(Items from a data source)
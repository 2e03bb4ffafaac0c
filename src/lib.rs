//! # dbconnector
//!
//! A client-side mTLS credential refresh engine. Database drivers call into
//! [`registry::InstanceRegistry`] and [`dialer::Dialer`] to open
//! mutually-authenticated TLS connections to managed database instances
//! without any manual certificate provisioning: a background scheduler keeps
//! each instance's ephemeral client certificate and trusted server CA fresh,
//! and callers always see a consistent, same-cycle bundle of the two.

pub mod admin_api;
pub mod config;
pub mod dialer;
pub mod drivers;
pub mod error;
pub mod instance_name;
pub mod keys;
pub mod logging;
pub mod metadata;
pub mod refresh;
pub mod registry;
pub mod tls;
* * *
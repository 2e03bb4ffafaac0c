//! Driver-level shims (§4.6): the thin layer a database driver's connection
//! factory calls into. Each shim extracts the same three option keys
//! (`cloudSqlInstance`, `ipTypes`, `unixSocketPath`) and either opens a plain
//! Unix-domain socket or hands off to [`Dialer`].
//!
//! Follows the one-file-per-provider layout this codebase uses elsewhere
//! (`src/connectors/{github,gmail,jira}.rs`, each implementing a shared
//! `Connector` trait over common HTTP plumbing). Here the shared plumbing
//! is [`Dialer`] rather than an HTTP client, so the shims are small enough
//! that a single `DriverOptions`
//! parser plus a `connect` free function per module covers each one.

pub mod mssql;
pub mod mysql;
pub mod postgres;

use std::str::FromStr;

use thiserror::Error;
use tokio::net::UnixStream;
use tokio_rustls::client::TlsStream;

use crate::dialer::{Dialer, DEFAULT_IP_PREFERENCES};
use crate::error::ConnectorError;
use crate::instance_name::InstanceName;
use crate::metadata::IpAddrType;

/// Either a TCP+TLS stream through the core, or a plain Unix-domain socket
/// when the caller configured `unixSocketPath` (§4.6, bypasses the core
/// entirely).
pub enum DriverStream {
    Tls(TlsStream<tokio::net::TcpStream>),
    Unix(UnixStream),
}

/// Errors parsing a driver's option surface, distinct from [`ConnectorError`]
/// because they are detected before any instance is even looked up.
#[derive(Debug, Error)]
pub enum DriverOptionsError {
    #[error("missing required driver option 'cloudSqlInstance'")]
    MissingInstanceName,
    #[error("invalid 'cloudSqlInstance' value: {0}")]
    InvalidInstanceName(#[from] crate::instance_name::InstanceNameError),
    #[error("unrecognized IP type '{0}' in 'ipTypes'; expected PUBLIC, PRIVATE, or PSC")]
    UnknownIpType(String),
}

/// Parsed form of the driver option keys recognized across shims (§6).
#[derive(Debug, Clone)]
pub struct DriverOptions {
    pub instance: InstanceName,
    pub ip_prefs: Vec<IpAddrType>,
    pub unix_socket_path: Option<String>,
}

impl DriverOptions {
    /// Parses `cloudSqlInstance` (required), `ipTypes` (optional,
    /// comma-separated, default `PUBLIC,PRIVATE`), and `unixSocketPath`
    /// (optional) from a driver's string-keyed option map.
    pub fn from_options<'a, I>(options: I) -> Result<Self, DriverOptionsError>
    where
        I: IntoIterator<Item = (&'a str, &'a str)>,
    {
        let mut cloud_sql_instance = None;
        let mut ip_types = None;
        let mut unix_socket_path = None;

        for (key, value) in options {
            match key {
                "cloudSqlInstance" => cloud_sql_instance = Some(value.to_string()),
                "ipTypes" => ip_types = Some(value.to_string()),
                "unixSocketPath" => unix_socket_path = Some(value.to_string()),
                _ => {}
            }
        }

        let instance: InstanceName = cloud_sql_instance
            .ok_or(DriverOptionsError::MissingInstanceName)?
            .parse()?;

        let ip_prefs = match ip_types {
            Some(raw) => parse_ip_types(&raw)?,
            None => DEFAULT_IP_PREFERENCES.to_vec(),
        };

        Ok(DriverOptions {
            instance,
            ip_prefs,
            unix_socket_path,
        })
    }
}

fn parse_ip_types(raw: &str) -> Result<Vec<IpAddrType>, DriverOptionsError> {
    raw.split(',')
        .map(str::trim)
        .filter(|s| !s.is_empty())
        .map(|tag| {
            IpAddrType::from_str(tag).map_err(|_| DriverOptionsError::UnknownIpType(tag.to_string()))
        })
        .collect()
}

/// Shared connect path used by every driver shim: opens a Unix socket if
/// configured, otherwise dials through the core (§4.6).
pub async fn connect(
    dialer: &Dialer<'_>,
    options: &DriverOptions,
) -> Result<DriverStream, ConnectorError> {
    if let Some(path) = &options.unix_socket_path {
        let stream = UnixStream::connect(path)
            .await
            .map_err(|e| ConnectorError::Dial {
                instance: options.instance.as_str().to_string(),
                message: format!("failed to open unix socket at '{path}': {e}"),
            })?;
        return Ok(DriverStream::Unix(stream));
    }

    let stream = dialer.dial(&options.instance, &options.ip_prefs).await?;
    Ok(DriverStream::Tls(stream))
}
==
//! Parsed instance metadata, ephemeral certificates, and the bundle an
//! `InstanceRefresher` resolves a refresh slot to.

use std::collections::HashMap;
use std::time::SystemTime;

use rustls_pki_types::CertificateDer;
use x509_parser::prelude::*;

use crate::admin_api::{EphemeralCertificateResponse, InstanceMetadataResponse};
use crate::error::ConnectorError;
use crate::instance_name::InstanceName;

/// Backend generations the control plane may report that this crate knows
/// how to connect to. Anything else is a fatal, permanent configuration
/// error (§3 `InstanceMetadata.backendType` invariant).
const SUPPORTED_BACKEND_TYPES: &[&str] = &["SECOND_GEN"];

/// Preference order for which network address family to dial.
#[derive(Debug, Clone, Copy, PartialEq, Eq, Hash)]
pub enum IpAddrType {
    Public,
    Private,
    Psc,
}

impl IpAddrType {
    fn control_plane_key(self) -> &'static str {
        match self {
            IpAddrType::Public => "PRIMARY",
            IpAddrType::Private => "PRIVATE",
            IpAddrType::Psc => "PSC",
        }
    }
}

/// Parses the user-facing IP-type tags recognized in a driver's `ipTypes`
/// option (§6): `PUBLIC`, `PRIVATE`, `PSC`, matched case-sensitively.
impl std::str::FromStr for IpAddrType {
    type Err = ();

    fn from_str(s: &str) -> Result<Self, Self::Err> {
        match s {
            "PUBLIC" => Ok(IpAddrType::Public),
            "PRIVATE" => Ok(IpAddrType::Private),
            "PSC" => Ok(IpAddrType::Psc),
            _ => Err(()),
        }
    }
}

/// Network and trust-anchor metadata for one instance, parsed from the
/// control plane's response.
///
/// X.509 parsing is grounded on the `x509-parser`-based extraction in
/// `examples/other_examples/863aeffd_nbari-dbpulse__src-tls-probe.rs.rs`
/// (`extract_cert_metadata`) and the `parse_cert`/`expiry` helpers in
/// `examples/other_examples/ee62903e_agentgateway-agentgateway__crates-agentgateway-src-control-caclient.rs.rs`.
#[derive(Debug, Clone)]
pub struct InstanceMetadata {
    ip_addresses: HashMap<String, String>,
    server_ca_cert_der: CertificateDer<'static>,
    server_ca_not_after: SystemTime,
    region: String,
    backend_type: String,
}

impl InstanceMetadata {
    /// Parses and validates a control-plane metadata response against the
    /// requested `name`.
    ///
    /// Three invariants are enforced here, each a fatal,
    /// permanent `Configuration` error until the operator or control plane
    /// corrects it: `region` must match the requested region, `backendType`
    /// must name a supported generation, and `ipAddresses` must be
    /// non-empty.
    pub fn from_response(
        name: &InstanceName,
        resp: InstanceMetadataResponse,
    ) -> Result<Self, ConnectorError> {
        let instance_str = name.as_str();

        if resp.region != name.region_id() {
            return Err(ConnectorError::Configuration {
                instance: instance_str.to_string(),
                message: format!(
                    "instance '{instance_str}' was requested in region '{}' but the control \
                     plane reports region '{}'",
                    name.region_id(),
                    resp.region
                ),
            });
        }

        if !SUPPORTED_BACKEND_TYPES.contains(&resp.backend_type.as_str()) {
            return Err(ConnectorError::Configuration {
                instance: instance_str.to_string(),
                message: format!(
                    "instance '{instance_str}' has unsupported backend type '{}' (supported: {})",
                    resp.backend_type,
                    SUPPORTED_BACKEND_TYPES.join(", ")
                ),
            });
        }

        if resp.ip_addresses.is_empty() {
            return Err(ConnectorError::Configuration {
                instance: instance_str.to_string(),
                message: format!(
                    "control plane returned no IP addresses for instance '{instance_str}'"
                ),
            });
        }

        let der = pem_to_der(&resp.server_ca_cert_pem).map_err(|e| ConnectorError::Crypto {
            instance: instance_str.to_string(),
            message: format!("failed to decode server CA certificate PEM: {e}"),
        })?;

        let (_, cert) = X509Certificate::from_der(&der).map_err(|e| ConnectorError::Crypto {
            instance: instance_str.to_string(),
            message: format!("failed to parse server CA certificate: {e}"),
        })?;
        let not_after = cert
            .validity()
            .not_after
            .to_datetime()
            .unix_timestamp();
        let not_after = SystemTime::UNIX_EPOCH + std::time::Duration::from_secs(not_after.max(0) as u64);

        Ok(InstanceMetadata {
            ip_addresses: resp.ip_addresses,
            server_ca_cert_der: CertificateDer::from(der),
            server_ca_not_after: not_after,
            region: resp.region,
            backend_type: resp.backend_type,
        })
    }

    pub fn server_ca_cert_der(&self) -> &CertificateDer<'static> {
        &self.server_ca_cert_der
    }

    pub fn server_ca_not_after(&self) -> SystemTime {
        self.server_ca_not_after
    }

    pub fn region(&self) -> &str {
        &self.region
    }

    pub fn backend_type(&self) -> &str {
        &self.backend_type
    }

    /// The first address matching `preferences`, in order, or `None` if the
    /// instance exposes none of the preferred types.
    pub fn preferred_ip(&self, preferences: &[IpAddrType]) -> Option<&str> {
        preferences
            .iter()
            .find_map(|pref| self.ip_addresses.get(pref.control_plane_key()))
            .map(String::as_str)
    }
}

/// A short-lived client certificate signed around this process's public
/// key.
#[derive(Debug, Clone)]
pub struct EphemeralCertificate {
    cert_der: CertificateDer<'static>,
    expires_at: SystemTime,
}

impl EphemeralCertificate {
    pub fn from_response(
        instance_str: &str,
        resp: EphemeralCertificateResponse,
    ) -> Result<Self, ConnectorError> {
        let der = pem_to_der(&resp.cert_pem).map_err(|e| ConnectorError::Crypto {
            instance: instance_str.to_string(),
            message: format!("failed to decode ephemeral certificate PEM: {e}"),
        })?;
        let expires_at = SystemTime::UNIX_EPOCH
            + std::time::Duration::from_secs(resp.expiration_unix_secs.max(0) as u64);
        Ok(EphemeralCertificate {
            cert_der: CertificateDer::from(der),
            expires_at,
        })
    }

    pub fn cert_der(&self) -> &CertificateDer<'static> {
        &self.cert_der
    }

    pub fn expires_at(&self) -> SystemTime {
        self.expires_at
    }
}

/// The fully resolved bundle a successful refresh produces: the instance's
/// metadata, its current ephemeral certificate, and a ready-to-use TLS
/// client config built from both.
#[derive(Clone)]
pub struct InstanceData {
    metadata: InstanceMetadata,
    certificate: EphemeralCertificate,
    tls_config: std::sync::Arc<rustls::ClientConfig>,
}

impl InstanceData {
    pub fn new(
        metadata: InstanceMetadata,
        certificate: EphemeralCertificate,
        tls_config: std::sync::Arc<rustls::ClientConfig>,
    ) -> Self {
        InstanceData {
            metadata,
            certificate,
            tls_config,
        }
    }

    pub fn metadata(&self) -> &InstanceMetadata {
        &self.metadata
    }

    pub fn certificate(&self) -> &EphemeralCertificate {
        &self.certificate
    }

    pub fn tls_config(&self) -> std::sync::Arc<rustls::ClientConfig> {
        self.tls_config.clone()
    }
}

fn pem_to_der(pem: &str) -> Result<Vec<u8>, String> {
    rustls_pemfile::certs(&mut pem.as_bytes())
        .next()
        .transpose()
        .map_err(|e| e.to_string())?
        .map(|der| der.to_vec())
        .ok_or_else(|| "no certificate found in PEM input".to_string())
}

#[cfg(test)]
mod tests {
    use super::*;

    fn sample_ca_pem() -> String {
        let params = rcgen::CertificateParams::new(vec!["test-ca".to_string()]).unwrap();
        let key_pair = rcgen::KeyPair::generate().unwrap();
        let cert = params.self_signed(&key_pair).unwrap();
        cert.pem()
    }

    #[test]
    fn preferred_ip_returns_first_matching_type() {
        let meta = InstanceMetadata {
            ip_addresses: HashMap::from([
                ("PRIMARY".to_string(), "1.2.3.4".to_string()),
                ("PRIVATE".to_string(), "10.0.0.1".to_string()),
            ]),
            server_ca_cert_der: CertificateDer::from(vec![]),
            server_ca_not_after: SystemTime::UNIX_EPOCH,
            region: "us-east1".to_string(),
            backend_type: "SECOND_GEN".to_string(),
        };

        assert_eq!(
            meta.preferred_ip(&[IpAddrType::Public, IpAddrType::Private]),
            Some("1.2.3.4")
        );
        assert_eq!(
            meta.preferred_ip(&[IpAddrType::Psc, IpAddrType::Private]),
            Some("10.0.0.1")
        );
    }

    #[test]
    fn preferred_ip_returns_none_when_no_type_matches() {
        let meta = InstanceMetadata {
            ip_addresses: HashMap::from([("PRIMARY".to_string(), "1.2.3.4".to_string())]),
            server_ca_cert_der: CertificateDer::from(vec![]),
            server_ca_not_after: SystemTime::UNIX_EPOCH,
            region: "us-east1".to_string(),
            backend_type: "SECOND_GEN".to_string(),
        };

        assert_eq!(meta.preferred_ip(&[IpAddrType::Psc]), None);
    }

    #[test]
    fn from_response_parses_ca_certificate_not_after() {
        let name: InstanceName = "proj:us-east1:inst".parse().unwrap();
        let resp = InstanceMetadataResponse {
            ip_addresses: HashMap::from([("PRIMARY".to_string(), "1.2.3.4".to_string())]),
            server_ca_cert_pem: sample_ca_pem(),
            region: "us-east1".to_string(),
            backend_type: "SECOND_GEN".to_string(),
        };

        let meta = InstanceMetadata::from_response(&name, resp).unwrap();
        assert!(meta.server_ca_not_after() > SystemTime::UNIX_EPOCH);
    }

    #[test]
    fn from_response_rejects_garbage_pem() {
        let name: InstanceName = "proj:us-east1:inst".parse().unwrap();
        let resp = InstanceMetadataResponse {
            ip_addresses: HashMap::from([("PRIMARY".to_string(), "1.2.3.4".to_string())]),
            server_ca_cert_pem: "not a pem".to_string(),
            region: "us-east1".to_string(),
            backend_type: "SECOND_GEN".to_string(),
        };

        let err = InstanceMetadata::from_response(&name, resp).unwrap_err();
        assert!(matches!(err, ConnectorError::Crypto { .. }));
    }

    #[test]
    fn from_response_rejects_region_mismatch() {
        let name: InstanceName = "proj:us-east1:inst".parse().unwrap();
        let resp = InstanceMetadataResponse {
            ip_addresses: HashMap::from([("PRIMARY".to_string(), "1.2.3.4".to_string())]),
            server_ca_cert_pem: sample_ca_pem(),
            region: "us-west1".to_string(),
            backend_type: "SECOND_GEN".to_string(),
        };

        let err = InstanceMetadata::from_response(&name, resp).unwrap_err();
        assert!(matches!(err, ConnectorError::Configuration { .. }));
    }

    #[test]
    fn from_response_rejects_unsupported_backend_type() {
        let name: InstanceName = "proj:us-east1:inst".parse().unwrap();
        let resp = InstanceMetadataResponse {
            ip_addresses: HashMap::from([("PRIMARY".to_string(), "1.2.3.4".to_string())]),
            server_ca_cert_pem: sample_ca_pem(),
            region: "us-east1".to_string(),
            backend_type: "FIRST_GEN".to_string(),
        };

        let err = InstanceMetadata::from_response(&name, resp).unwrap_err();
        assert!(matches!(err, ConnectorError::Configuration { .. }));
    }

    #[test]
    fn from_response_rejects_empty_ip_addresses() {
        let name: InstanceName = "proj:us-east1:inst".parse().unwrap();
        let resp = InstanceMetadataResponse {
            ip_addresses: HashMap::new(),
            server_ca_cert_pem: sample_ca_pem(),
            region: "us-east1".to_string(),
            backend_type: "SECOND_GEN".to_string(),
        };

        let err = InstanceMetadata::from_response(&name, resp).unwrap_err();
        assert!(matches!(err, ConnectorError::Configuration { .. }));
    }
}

_TASK ITEM:_ In the records above, find each line with the word "optional" and copy it out.

_YOUR RESPONSE:_
    /// Parses `cloudSqlInstance` (required), `ipTypes` (optional,
    /// (optional) from a driver's string-keyed option map.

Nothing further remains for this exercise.